Pourtant, des médias traditionnels sont tout aussi capables de « fake news » que les autres. Par exemple, le 7 décembre 2016, le journal de 20h de « France 2 » diffusait un reportage sur un café à Sevran prétendument « interdit aux femmes ». Avec cette fausse information « France 2 » avait déclenché sans objet un débat général au fort relent de racisme. La chaîne avait fait le même coup avec la viande hallal en 2012, tuant d’autres débats bien plus importants, en pleine présidentielle. L’information était en fait fausse, comme l’a démontré par la suite un média en ligne. En fait plusieurs médias avaient mené une campagne dont le but évident était de faire progresser le Front national en vue d’une prise en otage de l’opinion publique du type de celle que nous avons connu avec le « choix » Le Pen-Macron. On peut donc entendre le président quand il pointe du doigt que d’une façon générale, le délabrement moral de l’information dite de « service public » est un problème grave pour la dignité des citoyens qui le financent. Il est évident aussi que dans le secteur public, le système de l’externalisation généralisée des productions et le recours à des emplois d’intermittents permanents surexploités est une source d’abus financiers et sociaux innombrables et intolérables dont les conséquences ne se limitent pas aux seuls arrangements entre amis sur tel ou tel cas.

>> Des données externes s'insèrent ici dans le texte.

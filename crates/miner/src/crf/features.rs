//! Feature extraction from labeled line items.

use std::fmt;

use crate::error::{MinerError, Result};
use super::items::{Label, LineItem};
use super::label_word::{word_shape, LabelWord};

const BOS: &str = "__BOS__";
const EOS: &str = "__EOS__";

#[derive(Debug, Clone, Copy, PartialEq, Eq)]
pub enum FeatureKind {
    Word,
    Shape,
    Class,
}

/// One entry of a feature template, e.g. `word[-1]`.
#[derive(Debug, Clone, Copy, PartialEq, Eq)]
pub struct FeatureSpec {
    pub kind: FeatureKind,
    pub offset: isize,
}

impl FeatureSpec {
    pub fn parse(spec: &str) -> Result<Self> {
        let invalid = || MinerError::Config(format!("invalid feature spec {:?}", spec));
        let spec = spec.trim();
        let (name, rest) = spec.split_once('[').ok_or_else(invalid)?;
        let offset = rest
            .strip_suffix(']')
            .and_then(|n| n.trim().parse::<isize>().ok())
            .ok_or_else(invalid)?;
        let kind = match name.trim() {
            "word" => FeatureKind::Word,
            "shape" => FeatureKind::Shape,
            "class" => FeatureKind::Class,
            _ => return Err(invalid()),
        };
        Ok(Self { kind, offset })
    }
}

impl fmt::Display for FeatureSpec {
    fn fmt(&self, f: &mut fmt::Formatter<'_>) -> fmt::Result {
        let name = match self.kind {
            FeatureKind::Word => "word",
            FeatureKind::Shape => "shape",
            FeatureKind::Class => "class",
        };
        write!(f, "{}[{}]", name, self.offset)
    }
}

/// Turns a line into per-token feature strings and label strings.
#[derive(Debug, Clone)]
pub struct FeatureExtractor {
    specs: Vec<FeatureSpec>,
    label_word: Option<LabelWord>,
}

impl FeatureExtractor {
    pub fn new<S: AsRef<str>>(template: &[S], label_word: Option<LabelWord>) -> Result<Self> {
        let specs = template
            .iter()
            .map(|s| FeatureSpec::parse(s.as_ref()))
            .collect::<Result<Vec<_>>>()?;
        Ok(Self { specs, label_word })
    }

    /// Feature sequence, one feature list per item.
    ///
    /// `class` features are emitted only when a word classifier is configured.
    pub fn feature(&self, items: &[LineItem]) -> Vec<Vec<String>> {
        let len = items.len() as isize;
        (0..len)
            .map(|pos| {
                let mut features = Vec::with_capacity(self.specs.len() + 1);
                features.push("bias".to_string());
                for spec in &self.specs {
                    let at = pos + spec.offset;
                    let value = if at < 0 {
                        BOS.to_string()
                    } else if at >= len {
                        EOS.to_string()
                    } else {
                        let word = &items[at as usize].word;
                        match spec.kind {
                            FeatureKind::Word => word.clone(),
                            FeatureKind::Shape => word_shape(word),
                            FeatureKind::Class => match &self.label_word {
                                Some(lw) => lw.label(word).as_str().to_string(),
                                None => continue,
                            },
                        }
                    };
                    features.push(format!("{}={}", spec, value));
                }
                features
            })
            .collect()
    }

    pub fn label(&self, items: &[LineItem]) -> Vec<String> {
        items.iter().map(|i| i.label.as_str().to_string()).collect()
    }

    pub fn parse_labels<S: AsRef<str>>(labels: &[S]) -> Result<Vec<Label>> {
        labels
            .iter()
            .map(|l| {
                Label::parse(l.as_ref())
                    .ok_or_else(|| MinerError::Labeling(format!("unknown label {:?}", l.as_ref())))
            })
            .collect()
    }
}

#[cfg(test)]
mod tests {
    use super::*;
    use crate::crf::items::line_to_items;

    #[test]
    fn test_parse_spec() {
        assert_eq!(
            FeatureSpec::parse("word[-2]").unwrap(),
            FeatureSpec { kind: FeatureKind::Word, offset: -2 }
        );
        assert_eq!(FeatureSpec::parse(" class[1] ").unwrap().kind, FeatureKind::Class);
        assert!(FeatureSpec::parse("word").is_err());
        assert!(FeatureSpec::parse("color[0]").is_err());
        assert!(FeatureSpec::parse("word[x]").is_err());
    }

    #[test]
    fn test_feature_padding() {
        let fx = FeatureExtractor::new(&["word[-1]", "word[0]", "word[1]"], None).unwrap();
        let items = line_to_items(&["a", "b"], &[" ", ""]);
        let fs = fx.feature(&items);
        assert_eq!(fs[0], vec!["bias", "word[-1]=__BOS__", "word[0]=a", "word[1]=b"]);
        assert_eq!(fs[1], vec!["bias", "word[-1]=a", "word[0]=b", "word[1]=__EOS__"]);
    }

    #[test]
    fn test_class_features_need_classifier() {
        let items = line_to_items(&["10.0.0.1"], &[""]);
        let without = FeatureExtractor::new(&["class[0]"], None).unwrap();
        assert_eq!(without.feature(&items)[0], vec!["bias"]);
        let with = FeatureExtractor::new(&["class[0]"], Some(LabelWord::default())).unwrap();
        assert_eq!(with.feature(&items)[0], vec!["bias", "class[0]=IPv4ADDR"]);
    }

    #[test]
    fn test_parse_labels_rejects_unknown() {
        assert_eq!(
            FeatureExtractor::parse_labels(&["D", "V", "N"]).unwrap(),
            vec![Label::Description, Label::Variable, Label::Dummy]
        );
        assert!(FeatureExtractor::parse_labels(&["X"]).is_err());
    }
}
//! Runtime module — process bootstrap helpers for the binary.

pub mod boot;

On ne peut que le rejoindre quand il parle de ceux qui ne visent qu’à salir à n’importe quel prix dans le but de faire marcher la pompe à clic qui est surtout une pompe à fric. « La France insoumise » en sait quelque chose puisque sans interruption ses députés, ses porte-paroles ont subi ces derniers mois leur lot abject de nouvelles absolument fausses, délibérément mensongères, et ceci dans tous les types de supports, qu’ils soient radiophoniques, télévisuels, papiers ou en ligne. Il n’y a pas que nous qui sommes spécialement maltraités. Un effet de système est à l’œuvre. Il privilégie « le scandale », la « révélation » et le zèle pour plaire au pouvoir.
Le président n’aborde pas cet aspect de la réalité dans la dynamique particulière de la « fausse nouvelle ». On doit pourtant s’interroger sérieusement. Un tel effet de système n’est pas neutre pour une démocratie. Répandre en permanence des informations visant à montrer les élus comme des personnages suspects, corrompus et cupides conduit, toujours et depuis tout le temps, à ce que, pour finir, la démocratie elle-même soit mise en cause. Aucune personne informée et cultivée ne peut ignorer cela compte tenu de l’expérience acquise dans ce domaine dans le monde entier. Si le président n’en souffle mot, c’est peut-être parce qu’il pense y trouver son compte. On se souvient du mois de juillet et de la loi sur la confiance bla-bla : quinze jours non-stop à dénigrer les parlementaires. Et il a dans sa ligne de mire la réduction du nombre des parlementaires, autre manière de continuer la réduction du rôle du Parlement.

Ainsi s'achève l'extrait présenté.